Thousands of PCs will be migrated to Windows 7

Oct 22, 2015 11:29 GMT  ·  By

Microsoft ended support for Windows XP nearly one year and a half ago, but this doesn't necessarily mean that everyone has already moved to a newer version of Windows.

The best example comes from the United Kingdom, where several charities and organizations are still on Windows XP and, what's worse, are now completely unprotected after the local government ended the extended support deal with Microsoft.

British charity Oxfam, which currently groups organizations in 94 countries worldwide to fight poverty, is still on Windows XP, but their officials claim they now have to pay for the upgrades to Windows 7 on their own because the government ended the deal with Microsoft.

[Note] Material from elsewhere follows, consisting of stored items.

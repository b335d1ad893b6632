//! A customer entity raising domain events through an injected dispatcher.
//!
//! Run with: `cargo run --example customer_address`

use std::{fmt, sync::Arc};

use serde::{Deserialize, Serialize};
use tidings::{DomainEvent, Event, EventDispatcher, EventHandler, HandlerError, NotifyError};

// ---------------------------------------------------------------------------
// Value objects and events
// ---------------------------------------------------------------------------

#[derive(Clone, Debug, PartialEq, Eq, Serialize, Deserialize)]
pub struct Address {
    pub street: String,
    pub number: u32,
    pub zip: String,
    pub city: String,
}

impl fmt::Display for Address {
    fn fmt(&self, f: &mut fmt::Formatter<'_>) -> fmt::Result {
        write!(f, "{}, {}, {} {}", self.street, self.number, self.zip, self.city)
    }
}

#[derive(Clone, Debug, PartialEq, Eq, Serialize, Deserialize, DomainEvent)]
#[event(kind = "CustomerCreatedEvent")]
pub struct CustomerCreated {
    pub id: String,
    pub name: String,
}

#[derive(Clone, Debug, PartialEq, Eq, Serialize, Deserialize, DomainEvent)]
#[event(kind = "CustomerChandedAddressEvent")]
pub struct CustomerChangedAddress {
    pub id: String,
    pub name: String,
    pub address: Address,
}

// ---------------------------------------------------------------------------
// Entity
// ---------------------------------------------------------------------------

#[derive(Debug)]
pub struct Customer<'a> {
    id: String,
    name: String,
    address: Option<Address>,
    events: &'a EventDispatcher,
}

impl<'a> Customer<'a> {
    pub fn create(
        id: impl Into<String>,
        name: impl Into<String>,
        events: &'a EventDispatcher,
    ) -> Result<Self, NotifyError> {
        let customer = Self {
            id: id.into(),
            name: name.into(),
            address: None,
            events,
        };
        events.notify(&Event::new(CustomerCreated {
            id: customer.id.clone(),
            name: customer.name.clone(),
        }))?;
        Ok(customer)
    }

    pub const fn address(&self) -> Option<&Address> {
        self.address.as_ref()
    }

    pub fn change_address(&mut self, address: Address) -> Result<(), NotifyError> {
        self.address = Some(address.clone());
        self.events.notify(&Event::new(CustomerChangedAddress {
            id: self.id.clone(),
            name: self.name.clone(),
            address,
        }))
    }
}

// ---------------------------------------------------------------------------
// Handlers
// ---------------------------------------------------------------------------

#[derive(Debug)]
pub struct SendConsoleLog1;

impl EventHandler<CustomerCreated> for SendConsoleLog1 {
    fn handle(&self, _event: &Event<CustomerCreated>) -> Result<(), HandlerError> {
        tracing::info!("this is the first console.log of the event: CustomerCreated");
        Ok(())
    }
}

#[derive(Debug)]
pub struct SendConsoleLog2;

impl EventHandler<CustomerCreated> for SendConsoleLog2 {
    fn handle(&self, _event: &Event<CustomerCreated>) -> Result<(), HandlerError> {
        tracing::info!("this is the second console.log of the event: CustomerCreated");
        Ok(())
    }
}

#[derive(Debug)]
pub struct SendWhenCustomerAddressChanged;

impl EventHandler<CustomerChangedAddress> for SendWhenCustomerAddressChanged {
    fn handle(&self, event: &Event<CustomerChangedAddress>) -> Result<(), HandlerError> {
        let CustomerChangedAddress { id, name, address } = event.payload();
        tracing::info!("address of customer {id}, {name} changed to: {address}");
        Ok(())
    }
}

fn main() -> Result<(), Box<dyn std::error::Error>> {
    tracing_subscriber::fmt()
        .with_env_filter(
            tracing_subscriber::EnvFilter::try_from_default_env()
                .unwrap_or_else(|_| "info".into()),
        )
        .init();

    // composition root: handlers are wired once, entities only see the dispatcher
    let mut dispatcher = EventDispatcher::new();
    dispatcher.subscribe(Arc::new(SendConsoleLog1));
    dispatcher.subscribe(Arc::new(SendConsoleLog2));
    dispatcher.subscribe(Arc::new(SendWhenCustomerAddressChanged));

    let mut customer = Customer::create("1", "Mussun", &dispatcher)?;
    customer.change_address(Address {
        street: "Street 1".into(),
        number: 123,
        zip: "13330-250".into(),
        city: "São Paulo".into(),
    })?;
    tracing::info!(address = ?customer.address(), "customer updated");

    Ok(())
}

In 2014, the British government purchased extended support from the Redmond-based software giant for one more year, thus making sure the computers belonging to ministries, state departments, schools, and charities would continue to receive updates until they complete the switch to a newer OS version.

UK government terminated the extended support deal

The deal expired in April 2015, so computers that are still on Windows XP no longer receive updates. Oxfam, which still has thousands of devices running Windows XP, claims that the government left them without any other option than to pay for their own updates, and that's exactly what they are doing right now.

“We were running under the government contract, although the government this year pulled out so that left us exposed,” Oxfam CIO Peter Ransom told V3. “Microsoft was flexible about how we’d pay and gave us some phasing options, but ultimately we had to pay for support,” he said.

Surprisingly, their operating system of choice is not Windows 8.1 or Windows 10, but Windows 8.1, which, according to their CIO's statement, is the better option, given the fact that a switch to Windows 10 is possible at a later time.

“Once we put [Windows] 7 in we’ll have all the infrastructure to do a [Windows] 10 upgrade quite simply,” Ransom continued.

At this point, there are approximately 10 percent of the desktops out there that are still running Windows XP, but numbers are rapidly dropping because of the arrival of Windows 10.